In the entries below, the lines from the one with "the render pipeline." through the one with "fn generate(key: &OctaveBandKey)" are to be copied exactly; both ends count.
::::::
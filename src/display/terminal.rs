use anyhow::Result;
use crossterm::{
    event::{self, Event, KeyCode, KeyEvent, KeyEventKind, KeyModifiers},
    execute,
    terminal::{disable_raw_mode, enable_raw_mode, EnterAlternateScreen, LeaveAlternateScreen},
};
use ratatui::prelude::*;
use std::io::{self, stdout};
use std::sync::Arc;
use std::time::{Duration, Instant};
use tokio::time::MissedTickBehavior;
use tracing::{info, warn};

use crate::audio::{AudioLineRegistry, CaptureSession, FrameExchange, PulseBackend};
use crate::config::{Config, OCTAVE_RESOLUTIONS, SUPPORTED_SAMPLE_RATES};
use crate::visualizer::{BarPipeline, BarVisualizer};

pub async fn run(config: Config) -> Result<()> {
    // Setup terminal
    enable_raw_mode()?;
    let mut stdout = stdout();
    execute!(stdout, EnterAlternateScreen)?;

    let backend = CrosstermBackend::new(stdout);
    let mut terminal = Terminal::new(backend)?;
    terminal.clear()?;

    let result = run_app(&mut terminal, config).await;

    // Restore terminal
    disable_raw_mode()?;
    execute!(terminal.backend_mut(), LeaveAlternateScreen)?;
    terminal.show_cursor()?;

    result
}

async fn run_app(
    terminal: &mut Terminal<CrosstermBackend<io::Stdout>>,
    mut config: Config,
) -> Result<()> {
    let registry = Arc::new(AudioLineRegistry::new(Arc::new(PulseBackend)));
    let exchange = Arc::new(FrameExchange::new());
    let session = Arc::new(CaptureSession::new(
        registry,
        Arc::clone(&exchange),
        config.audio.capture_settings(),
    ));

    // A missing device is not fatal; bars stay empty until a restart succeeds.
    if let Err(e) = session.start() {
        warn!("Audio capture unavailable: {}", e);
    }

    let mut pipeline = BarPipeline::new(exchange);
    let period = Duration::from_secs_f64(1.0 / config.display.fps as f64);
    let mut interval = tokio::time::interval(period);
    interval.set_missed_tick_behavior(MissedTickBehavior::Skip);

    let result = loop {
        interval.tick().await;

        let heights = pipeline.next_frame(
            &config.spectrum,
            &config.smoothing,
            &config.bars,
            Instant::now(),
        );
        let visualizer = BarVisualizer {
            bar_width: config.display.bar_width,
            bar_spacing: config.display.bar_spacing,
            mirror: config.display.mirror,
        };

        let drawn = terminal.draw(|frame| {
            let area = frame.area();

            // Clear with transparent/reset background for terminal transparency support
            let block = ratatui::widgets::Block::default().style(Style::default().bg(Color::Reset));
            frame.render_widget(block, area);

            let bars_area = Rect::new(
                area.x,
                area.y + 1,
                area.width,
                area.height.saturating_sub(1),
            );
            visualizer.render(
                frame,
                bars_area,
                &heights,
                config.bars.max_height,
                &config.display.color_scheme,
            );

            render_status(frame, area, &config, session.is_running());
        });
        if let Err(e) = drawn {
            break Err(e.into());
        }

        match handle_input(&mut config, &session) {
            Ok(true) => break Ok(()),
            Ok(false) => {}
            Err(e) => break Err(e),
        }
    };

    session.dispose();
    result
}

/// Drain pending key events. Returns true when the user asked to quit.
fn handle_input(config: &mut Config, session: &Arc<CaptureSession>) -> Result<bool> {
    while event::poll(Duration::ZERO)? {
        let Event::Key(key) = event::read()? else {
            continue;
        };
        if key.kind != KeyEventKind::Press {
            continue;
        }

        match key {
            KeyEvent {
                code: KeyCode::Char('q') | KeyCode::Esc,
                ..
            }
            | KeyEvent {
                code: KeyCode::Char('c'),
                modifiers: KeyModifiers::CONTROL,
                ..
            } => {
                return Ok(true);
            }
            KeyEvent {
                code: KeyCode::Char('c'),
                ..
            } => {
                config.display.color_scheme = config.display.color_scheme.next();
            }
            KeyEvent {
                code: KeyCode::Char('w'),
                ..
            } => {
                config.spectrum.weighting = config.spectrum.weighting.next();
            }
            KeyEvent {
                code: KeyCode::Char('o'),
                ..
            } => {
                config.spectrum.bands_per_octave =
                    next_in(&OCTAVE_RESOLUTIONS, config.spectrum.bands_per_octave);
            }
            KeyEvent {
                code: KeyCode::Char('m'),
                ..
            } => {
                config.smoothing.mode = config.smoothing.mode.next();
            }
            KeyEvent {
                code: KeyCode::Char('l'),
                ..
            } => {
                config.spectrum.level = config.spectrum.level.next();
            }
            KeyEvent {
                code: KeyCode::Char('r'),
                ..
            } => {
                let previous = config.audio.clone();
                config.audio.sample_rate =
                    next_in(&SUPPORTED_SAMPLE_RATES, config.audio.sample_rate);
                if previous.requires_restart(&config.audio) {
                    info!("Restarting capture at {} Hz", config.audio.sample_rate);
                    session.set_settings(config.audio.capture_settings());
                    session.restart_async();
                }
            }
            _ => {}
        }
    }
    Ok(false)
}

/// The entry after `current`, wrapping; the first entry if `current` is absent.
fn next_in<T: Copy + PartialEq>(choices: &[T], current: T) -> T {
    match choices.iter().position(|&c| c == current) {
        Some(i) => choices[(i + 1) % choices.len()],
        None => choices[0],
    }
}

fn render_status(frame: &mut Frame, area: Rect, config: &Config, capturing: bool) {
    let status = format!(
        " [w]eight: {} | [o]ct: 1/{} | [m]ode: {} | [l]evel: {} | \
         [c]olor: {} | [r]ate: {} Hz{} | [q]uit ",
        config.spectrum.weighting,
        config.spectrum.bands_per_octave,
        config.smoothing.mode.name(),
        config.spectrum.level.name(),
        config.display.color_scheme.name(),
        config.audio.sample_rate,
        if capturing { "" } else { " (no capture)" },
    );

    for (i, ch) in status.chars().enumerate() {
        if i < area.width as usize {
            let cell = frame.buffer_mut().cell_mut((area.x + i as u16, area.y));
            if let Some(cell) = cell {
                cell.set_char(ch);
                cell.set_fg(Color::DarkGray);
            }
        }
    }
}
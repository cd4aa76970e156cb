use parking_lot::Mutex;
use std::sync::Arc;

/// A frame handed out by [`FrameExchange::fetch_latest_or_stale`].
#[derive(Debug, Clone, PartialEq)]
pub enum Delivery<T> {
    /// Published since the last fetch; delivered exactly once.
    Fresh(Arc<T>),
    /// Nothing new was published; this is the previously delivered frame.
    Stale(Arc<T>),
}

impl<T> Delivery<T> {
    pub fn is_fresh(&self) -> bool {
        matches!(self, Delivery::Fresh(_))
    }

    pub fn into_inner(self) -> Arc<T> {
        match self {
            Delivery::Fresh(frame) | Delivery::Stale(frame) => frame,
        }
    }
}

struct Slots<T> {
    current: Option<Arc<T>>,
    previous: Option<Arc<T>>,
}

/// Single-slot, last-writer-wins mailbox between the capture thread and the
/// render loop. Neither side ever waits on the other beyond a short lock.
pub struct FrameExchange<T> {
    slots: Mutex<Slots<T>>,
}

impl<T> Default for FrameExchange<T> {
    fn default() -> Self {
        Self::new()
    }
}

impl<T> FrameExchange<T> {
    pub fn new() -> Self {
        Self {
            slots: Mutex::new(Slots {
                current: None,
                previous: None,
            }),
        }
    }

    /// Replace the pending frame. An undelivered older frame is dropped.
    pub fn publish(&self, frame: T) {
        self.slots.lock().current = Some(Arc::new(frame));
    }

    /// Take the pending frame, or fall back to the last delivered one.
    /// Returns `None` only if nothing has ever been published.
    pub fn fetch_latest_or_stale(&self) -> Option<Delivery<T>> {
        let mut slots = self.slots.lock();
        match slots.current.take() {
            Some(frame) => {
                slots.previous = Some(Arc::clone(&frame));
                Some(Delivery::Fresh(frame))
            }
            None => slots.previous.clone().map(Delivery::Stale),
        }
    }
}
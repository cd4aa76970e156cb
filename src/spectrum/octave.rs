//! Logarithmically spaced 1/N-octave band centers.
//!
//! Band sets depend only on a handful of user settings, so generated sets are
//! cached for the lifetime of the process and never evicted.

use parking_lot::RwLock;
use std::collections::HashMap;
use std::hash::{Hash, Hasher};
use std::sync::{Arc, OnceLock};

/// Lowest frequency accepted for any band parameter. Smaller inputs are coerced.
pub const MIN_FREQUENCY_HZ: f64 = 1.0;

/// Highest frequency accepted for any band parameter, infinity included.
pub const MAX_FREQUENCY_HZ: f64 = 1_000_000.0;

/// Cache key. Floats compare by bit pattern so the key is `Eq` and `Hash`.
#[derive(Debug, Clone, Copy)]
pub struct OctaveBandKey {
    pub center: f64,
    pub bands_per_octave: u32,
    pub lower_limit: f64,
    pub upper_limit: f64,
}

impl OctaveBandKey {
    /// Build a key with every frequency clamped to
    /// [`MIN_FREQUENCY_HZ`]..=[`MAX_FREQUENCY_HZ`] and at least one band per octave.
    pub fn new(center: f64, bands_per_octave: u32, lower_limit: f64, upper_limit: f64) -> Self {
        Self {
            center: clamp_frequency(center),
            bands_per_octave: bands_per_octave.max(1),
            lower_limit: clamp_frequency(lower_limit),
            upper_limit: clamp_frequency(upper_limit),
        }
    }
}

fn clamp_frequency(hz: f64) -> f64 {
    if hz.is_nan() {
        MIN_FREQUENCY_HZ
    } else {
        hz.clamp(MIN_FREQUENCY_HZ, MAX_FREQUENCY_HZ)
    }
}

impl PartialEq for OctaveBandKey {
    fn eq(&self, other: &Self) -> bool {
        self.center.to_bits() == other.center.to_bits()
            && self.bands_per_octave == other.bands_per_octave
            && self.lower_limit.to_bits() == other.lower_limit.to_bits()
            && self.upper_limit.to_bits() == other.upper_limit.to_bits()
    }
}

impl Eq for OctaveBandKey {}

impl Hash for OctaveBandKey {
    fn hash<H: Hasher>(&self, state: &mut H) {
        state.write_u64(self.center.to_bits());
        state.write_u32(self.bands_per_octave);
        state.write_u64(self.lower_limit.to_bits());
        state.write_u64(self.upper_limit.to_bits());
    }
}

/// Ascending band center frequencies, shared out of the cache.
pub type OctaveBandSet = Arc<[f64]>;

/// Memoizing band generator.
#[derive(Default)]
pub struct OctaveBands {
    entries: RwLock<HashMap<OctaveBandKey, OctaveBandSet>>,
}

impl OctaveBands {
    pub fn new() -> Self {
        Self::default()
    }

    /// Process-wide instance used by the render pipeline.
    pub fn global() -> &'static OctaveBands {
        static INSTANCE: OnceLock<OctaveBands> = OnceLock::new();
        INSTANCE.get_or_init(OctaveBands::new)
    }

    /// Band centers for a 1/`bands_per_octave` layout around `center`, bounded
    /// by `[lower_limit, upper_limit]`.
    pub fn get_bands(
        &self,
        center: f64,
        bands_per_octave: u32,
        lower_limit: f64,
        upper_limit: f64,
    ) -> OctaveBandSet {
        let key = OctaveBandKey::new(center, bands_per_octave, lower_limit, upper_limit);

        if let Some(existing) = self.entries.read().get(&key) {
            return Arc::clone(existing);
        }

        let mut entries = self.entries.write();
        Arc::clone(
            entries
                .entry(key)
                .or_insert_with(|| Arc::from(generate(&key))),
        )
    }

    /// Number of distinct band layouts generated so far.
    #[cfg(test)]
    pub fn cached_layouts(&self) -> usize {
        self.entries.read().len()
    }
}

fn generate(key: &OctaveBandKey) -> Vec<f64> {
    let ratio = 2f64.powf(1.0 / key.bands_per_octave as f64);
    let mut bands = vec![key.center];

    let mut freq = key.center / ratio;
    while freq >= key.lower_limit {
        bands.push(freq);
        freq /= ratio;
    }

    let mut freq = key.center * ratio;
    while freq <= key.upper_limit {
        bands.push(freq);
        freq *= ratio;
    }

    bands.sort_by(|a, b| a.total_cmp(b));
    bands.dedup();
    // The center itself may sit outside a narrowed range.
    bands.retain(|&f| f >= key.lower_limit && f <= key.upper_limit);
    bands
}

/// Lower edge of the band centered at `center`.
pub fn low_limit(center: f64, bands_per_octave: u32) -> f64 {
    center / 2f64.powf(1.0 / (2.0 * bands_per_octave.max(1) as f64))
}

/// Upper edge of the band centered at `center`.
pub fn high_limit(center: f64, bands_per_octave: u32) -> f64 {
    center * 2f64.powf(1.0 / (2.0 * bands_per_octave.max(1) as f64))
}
::::::
## EXPECTED ANSWER
    /// Process-wide instance used by the render pipeline.
    pub fn global() -> &'static OctaveBands {
        static INSTANCE: OnceLock<OctaveBands> = OnceLock::new();
        INSTANCE.get_or_init(OctaveBands::new)
    }

    /// Band centers for a 1/`bands_per_octave` layout around `center`, bounded
    /// by `[lower_limit, upper_limit]`.
    pub fn get_bands(
        &self,
        center: f64,
        bands_per_octave: u32,
        lower_limit: f64,
        upper_limit: f64,
    ) -> OctaveBandSet {
        let key = OctaveBandKey::new(center, bands_per_octave, lower_limit, upper_limit);

        if let Some(existing) = self.entries.read().get(&key) {
            return Arc::clone(existing);
        }

        let mut entries = self.entries.write();
        Arc::clone(
            entries
                .entry(key)
                .or_insert_with(|| Arc::from(generate(&key))),
        )
    }

    /// Number of distinct band layouts generated so far.
    #[cfg(test)]
    pub fn cached_layouts(&self) -> usize {
        self.entries.read().len()
    }
}

fn generate(key: &OctaveBandKey) -> Vec<f64> {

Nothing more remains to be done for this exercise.